◆ Collected data:

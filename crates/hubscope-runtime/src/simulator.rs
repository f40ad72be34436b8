//! Deterministic model simulator for testing.
//!
//! [`Simulator`] runs a [`Model`] without threads or a clock. `Cmd::Task`
//! closures execute synchronously on the caller's thread, and scheduled
//! ticks fire only when the test calls [`Simulator::fire_tick`]. This makes
//! ordering fully explicit: a test that wants out-of-order responses simply
//! sends the completion messages itself in the order under test.

use std::time::Duration;

use crate::cmd::{Cmd, Model, TickEvent};

/// Record of a command executed during simulation.
#[derive(Debug, Clone, PartialEq, Eq)]
pub enum CmdRecord {
    /// No-op command.
    None,
    /// Quit command.
    Quit,
    /// Message fed back to the model.
    Msg,
    /// Batch of commands.
    Batch(usize),
    /// Tick scheduled.
    Tick(Duration),
    /// Background task executed synchronously.
    Task,
}

/// Deterministic simulator for [`Model`] testing.
pub struct Simulator<M: Model> {
    model: M,
    command_log: Vec<CmdRecord>,
    running: bool,
    pending_tick: Option<Duration>,
}

impl<M: Model> Simulator<M> {
    /// Create a simulator; the model is not initialized until [`init`].
    ///
    /// [`init`]: Simulator::init
    pub fn new(model: M) -> Self {
        Self {
            model,
            command_log: Vec::new(),
            running: true,
            pending_tick: None,
        }
    }

    /// Run `Model::init()` and execute the returned commands.
    pub fn init(&mut self) {
        let cmd = self.model.init();
        self.execute_cmd(cmd);
    }

    /// Dispatch a message through `update`, executing resulting commands.
    pub fn send(&mut self, msg: M::Message) {
        if !self.running {
            return;
        }
        let cmd = self.model.update(msg);
        self.execute_cmd(cmd);
    }

    /// Fire the pending tick, if one is scheduled.
    ///
    /// Returns `true` if a tick was delivered.
    pub fn fire_tick(&mut self) -> bool {
        if self.pending_tick.take().is_some() {
            self.send(TickEvent.into());
            true
        } else {
            false
        }
    }

    /// Fire pending ticks until none remain, up to `limit` rounds.
    ///
    /// Models re-arm ticks while work is outstanding; this drains that loop.
    pub fn settle(&mut self, limit: usize) {
        for _ in 0..limit {
            if !self.fire_tick() {
                break;
            }
        }
    }

    /// Borrow the model.
    pub fn model(&self) -> &M {
        &self.model
    }

    /// Mutably borrow the model.
    pub fn model_mut(&mut self) -> &mut M {
        &mut self.model
    }

    /// Whether the simulated program is still running.
    #[must_use]
    pub fn is_running(&self) -> bool {
        self.running
    }

    /// The currently scheduled tick interval, if any.
    #[must_use]
    pub fn pending_tick(&self) -> Option<Duration> {
        self.pending_tick
    }

    /// Record of all executed commands.
    pub fn command_log(&self) -> &[CmdRecord] {
        &self.command_log
    }

    fn execute_cmd(&mut self, cmd: Cmd<M::Message>) {
        match cmd {
            Cmd::None => self.command_log.push(CmdRecord::None),
            Cmd::Quit => {
                self.command_log.push(CmdRecord::Quit);
                self.running = false;
            }
            Cmd::Msg(m) => {
                self.command_log.push(CmdRecord::Msg);
                self.send(m);
            }
            Cmd::Batch(cmds) => {
                self.command_log.push(CmdRecord::Batch(cmds.len()));
                for c in cmds {
                    self.execute_cmd(c);
                    if !self.running {
                        break;
                    }
                }
            }
            Cmd::Tick(duration) => {
                self.command_log.push(CmdRecord::Tick(duration));
                self.pending_tick = Some(duration);
            }
            Cmd::Task(f) => {
                self.command_log.push(CmdRecord::Task);
                let msg = f();
                self.send(msg);
            }
        }
    }
}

◆ Exercise details:
Please copy out every entry exactly, with nothing omitted.

◆ Output:
filename crates/hubscope-runtime/src/simulator.rs
repository f40ad72be34436b8
//! Deterministic model simulator for testing.
//!
//! [`Simulator`] runs a [`Model`] without threads or a clock. `Cmd::Task`
//! closures execute synchronously on the caller's thread, and scheduled
//! ticks fire only when the test calls [`Simulator::fire_tick`]. This makes
//! ordering fully explicit: a test that wants out-of-order responses simply
//! sends the completion messages itself in the order under test.

use std::time::Duration;

use crate::cmd::{Cmd, Model, TickEvent};

/// Record of a command executed during simulation.
#[derive(Debug, Clone, PartialEq, Eq)]
pub enum CmdRecord {
    /// No-op command.
    None,
    /// Quit command.
    Quit,
    /// Message fed back to the model.
    Msg,
    /// Batch of commands.
    Batch(usize),
    /// Tick scheduled.
    Tick(Duration),
    /// Background task executed synchronously.
    Task,
}

/// Deterministic simulator for [`Model`] testing.
pub struct Simulator<M: Model> {
    model: M,
    command_log: Vec<CmdRecord>,
    running: bool,
    pending_tick: Option<Duration>,
}

impl<M: Model> Simulator<M> {
    /// Create a simulator; the model is not initialized until [`init`].
    ///
    /// [`init`]: Simulator::init
    pub fn new(model: M) -> Self {
        Self {
            model,
            command_log: Vec::new(),
            running: true,
            pending_tick: None,
        }
    }

    /// Run `Model::init()` and execute the returned commands.
    pub fn init(&mut self) {
        let cmd = self.model.init();
        self.execute_cmd(cmd);
    }

    /// Dispatch a message through `update`, executing resulting commands.
    pub fn send(&mut self, msg: M::Message) {
        if !self.running {
            return;
        }
        let cmd = self.model.update(msg);
        self.execute_cmd(cmd);
    }

    /// Fire the pending tick, if one is scheduled.
    ///
    /// Returns `true` if a tick was delivered.
    pub fn fire_tick(&mut self) -> bool {
        if self.pending_tick.take().is_some() {
            self.send(TickEvent.into());
            true
        } else {
            false
        }
    }

    /// Fire pending ticks until none remain, up to `limit` rounds.
    ///
    /// Models re-arm ticks while work is outstanding; this drains that loop.
    pub fn settle(&mut self, limit: usize) {
        for _ in 0..limit {
            if !self.fire_tick() {
                break;
            }
        }
    }

    /// Borrow the model.
    pub fn model(&self) -> &M {
        &self.model
    }

    /// Mutably borrow the model.
    pub fn model_mut(&mut self) -> &mut M {
        &mut self.model
    }

    /// Whether the simulated program is still running.
    #[must_use]
    pub fn is_running(&self) -> bool {
        self.running
    }

    /// The currently scheduled tick interval, if any.
    #[must_use]
    pub fn pending_tick(&self) -> Option<Duration> {
        self.pending_tick
    }

    /// Record of all executed commands.
    pub fn command_log(&self) -> &[CmdRecord] {
        &self.command_log
    }

    fn execute_cmd(&mut self, cmd: Cmd<M::Message>) {
        match cmd {
            Cmd::None => self.command_log.push(CmdRecord::None),
            Cmd::Quit => {
                self.command_log.push(CmdRecord::Quit);
                self.running = false;
            }
            Cmd::Msg(m) => {
                self.command_log.push(CmdRecord::Msg);
                self.send(m);
            }
            Cmd::Batch(cmds) => {
                self.command_log.push(CmdRecord::Batch(cmds.len()));
                for c in cmds {
                    self.execute_cmd(c);
                    if !self.running {
                        break;
                    }
                }
            }
            Cmd::Tick(duration) => {
                self.command_log.push(CmdRecord::Tick(duration));
                self.pending_tick = Some(duration);
            }
            Cmd::Task(f) => {
                self.command_log.push(CmdRecord::Task);
                let msg = f();
                self.send(msg);
            }
        }
    }
}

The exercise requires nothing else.